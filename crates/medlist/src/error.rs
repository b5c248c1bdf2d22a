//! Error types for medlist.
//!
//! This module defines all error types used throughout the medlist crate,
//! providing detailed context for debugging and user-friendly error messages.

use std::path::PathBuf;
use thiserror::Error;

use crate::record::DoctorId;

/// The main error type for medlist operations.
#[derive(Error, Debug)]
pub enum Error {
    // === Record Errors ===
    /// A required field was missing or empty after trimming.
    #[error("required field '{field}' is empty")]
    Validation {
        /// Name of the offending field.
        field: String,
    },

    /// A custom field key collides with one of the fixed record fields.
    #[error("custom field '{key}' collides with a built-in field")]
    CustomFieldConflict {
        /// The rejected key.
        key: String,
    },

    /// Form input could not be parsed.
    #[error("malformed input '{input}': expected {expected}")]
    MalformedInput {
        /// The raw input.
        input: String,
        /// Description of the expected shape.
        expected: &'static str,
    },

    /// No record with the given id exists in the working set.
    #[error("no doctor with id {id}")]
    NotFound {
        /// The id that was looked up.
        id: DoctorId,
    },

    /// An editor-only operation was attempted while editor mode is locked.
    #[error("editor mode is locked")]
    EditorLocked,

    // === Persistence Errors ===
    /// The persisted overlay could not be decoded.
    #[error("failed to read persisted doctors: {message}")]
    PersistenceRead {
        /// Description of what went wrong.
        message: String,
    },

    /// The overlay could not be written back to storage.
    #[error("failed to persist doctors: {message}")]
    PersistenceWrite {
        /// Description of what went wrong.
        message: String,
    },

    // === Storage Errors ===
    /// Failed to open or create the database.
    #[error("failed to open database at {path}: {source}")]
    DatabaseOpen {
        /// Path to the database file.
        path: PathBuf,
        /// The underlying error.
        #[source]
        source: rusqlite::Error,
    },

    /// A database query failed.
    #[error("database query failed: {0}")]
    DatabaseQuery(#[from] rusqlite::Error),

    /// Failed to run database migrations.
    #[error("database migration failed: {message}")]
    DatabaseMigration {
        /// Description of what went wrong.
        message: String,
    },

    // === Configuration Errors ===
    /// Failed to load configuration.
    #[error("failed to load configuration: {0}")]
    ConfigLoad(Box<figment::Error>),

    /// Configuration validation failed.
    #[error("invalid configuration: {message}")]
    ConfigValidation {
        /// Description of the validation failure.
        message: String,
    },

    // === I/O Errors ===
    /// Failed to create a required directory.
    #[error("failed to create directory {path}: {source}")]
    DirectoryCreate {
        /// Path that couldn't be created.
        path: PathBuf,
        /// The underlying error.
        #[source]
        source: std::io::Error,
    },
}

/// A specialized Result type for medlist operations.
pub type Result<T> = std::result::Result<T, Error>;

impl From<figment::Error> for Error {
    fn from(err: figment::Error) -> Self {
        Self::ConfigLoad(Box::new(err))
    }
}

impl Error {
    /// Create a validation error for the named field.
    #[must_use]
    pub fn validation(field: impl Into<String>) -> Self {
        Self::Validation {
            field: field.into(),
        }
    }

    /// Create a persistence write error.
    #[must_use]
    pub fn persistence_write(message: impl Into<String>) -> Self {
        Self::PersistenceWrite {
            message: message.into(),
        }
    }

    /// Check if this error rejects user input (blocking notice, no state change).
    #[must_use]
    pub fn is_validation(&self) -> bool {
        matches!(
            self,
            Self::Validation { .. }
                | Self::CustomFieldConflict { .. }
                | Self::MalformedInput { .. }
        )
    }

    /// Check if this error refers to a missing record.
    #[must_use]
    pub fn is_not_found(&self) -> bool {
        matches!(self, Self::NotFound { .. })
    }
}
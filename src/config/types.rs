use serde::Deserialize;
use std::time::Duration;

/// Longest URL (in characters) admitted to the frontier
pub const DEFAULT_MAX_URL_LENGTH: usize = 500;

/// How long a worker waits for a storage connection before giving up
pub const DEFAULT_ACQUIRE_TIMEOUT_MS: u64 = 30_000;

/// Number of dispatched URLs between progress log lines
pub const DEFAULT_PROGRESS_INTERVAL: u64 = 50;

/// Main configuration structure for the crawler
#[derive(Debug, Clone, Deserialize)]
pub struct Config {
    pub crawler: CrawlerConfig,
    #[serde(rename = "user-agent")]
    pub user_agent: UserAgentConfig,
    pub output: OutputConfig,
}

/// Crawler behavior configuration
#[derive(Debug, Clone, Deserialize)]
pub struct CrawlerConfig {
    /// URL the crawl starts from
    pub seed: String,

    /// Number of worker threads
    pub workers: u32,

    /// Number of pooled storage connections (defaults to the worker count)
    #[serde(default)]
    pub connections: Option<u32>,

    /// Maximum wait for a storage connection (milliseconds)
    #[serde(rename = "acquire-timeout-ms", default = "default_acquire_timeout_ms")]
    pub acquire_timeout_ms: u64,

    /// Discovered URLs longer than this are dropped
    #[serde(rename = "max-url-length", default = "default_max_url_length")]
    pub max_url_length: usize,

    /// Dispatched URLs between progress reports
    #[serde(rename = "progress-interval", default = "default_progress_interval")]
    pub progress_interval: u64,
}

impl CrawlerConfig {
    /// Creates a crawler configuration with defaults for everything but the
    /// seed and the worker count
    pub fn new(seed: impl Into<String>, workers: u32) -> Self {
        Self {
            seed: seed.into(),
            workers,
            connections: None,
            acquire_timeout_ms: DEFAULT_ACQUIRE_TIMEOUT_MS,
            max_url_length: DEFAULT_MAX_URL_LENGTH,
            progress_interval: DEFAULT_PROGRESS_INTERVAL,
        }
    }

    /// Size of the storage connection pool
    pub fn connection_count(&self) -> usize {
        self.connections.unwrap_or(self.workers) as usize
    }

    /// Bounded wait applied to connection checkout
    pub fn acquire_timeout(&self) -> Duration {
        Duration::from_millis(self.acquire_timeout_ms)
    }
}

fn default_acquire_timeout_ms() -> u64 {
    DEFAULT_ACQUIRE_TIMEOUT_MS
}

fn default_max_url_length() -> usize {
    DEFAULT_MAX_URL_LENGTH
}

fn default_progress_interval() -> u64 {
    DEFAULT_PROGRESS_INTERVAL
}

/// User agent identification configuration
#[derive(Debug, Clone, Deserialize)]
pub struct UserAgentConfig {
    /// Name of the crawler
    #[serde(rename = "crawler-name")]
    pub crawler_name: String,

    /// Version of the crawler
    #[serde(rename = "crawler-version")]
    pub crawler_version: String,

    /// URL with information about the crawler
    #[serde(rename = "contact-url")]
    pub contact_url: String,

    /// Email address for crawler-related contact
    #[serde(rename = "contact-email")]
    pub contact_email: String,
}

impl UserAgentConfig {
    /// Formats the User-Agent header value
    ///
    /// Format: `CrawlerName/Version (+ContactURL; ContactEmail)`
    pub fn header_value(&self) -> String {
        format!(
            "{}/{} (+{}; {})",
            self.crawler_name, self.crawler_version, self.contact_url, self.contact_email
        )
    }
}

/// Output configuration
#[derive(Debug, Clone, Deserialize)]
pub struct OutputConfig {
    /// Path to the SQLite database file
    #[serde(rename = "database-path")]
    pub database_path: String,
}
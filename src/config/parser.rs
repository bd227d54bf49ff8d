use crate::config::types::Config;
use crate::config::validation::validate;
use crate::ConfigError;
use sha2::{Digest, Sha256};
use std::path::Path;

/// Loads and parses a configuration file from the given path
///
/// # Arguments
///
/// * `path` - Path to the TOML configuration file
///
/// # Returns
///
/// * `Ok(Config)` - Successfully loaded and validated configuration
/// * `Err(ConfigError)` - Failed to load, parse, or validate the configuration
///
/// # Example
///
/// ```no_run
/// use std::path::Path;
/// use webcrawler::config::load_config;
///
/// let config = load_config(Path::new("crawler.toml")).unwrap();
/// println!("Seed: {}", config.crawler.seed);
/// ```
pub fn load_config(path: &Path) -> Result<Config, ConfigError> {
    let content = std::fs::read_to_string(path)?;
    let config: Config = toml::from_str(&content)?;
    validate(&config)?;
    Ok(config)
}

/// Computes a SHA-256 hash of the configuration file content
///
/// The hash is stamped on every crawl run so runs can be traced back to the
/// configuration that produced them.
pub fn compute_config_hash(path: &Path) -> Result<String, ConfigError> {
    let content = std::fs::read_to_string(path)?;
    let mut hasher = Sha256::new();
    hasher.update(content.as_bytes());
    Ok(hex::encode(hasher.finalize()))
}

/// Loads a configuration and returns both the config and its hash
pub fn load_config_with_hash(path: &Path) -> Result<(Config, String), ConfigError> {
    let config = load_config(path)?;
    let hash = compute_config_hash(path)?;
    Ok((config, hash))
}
=-=-=-=-=
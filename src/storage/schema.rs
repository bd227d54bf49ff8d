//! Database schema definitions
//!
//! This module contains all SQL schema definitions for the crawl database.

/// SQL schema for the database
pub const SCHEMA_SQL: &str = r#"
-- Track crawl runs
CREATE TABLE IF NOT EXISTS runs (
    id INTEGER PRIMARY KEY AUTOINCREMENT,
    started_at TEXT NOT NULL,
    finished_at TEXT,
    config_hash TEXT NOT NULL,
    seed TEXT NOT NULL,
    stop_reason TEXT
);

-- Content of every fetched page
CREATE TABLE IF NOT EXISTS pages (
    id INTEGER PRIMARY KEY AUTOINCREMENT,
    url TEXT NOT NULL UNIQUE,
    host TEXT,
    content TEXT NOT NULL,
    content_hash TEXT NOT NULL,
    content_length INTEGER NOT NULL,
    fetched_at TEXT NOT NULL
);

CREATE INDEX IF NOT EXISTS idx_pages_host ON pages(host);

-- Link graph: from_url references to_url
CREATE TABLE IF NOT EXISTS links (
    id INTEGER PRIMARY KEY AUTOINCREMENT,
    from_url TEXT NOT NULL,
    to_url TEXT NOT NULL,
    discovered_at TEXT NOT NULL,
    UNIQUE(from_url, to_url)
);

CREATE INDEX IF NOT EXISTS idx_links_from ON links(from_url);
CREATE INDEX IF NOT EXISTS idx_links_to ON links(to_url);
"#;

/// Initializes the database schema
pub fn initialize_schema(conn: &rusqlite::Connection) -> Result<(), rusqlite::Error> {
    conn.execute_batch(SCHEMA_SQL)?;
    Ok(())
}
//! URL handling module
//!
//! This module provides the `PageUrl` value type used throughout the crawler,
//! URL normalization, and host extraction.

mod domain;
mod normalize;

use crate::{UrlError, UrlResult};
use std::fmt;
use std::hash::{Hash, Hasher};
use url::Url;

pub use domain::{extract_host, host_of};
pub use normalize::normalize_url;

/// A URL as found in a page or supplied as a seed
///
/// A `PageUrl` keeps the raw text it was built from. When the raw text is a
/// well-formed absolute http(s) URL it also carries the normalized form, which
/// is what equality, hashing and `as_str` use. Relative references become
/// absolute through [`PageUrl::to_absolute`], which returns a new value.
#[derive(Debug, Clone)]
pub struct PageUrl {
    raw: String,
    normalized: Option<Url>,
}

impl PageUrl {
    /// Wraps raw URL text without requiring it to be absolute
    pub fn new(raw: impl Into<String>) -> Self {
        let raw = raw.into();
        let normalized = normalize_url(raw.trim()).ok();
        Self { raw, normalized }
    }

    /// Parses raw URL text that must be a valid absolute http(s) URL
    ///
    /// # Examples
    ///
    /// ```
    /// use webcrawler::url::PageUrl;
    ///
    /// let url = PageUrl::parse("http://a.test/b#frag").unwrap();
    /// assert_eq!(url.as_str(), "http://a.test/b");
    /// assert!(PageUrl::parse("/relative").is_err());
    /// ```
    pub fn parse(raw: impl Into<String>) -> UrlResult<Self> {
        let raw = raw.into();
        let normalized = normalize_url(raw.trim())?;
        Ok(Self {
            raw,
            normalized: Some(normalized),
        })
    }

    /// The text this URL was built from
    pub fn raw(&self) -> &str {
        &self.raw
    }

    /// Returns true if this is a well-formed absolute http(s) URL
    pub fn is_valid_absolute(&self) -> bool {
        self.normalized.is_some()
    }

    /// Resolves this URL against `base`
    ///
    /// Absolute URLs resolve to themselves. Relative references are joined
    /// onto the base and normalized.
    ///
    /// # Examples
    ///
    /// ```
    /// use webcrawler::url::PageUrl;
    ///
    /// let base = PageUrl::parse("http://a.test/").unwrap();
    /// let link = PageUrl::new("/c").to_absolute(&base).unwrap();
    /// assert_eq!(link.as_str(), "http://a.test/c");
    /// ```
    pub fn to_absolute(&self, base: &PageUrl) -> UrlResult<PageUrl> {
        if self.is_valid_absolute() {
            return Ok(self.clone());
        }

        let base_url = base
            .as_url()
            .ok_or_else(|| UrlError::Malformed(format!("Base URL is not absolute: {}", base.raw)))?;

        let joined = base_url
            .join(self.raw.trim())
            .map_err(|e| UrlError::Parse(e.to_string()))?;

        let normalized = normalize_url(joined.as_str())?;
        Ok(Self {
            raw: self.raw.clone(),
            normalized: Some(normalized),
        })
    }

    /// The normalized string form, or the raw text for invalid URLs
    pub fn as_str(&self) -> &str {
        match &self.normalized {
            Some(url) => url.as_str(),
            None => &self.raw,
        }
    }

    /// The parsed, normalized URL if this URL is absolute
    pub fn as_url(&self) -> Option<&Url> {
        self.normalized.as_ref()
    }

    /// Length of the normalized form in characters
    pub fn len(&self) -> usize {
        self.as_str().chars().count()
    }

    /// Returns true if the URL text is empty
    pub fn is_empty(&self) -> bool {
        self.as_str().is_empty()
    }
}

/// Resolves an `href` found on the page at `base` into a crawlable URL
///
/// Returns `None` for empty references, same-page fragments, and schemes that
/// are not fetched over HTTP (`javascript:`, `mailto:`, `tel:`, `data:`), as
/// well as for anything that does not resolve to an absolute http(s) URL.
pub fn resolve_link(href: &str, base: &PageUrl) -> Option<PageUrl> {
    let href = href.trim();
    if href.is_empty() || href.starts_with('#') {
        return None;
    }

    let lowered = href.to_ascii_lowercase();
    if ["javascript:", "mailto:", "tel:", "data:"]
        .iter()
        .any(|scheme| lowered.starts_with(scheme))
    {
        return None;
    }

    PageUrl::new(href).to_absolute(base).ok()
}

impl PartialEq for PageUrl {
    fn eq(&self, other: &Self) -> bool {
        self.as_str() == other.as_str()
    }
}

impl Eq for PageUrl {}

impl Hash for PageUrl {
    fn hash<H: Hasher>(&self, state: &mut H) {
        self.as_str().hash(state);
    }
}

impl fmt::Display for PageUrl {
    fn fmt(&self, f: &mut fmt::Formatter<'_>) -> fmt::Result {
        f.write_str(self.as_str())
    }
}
=-=-=-=-=
■ **ASSIGNMENT**
Scan the listing above for the word "Errors" and copy every line that holds it.

■ **REPLY TO THE TASK**
    // === Record Errors ===
    // === Persistence Errors ===
    // === Storage Errors ===
    // === Configuration Errors ===
    // === I/O Errors ===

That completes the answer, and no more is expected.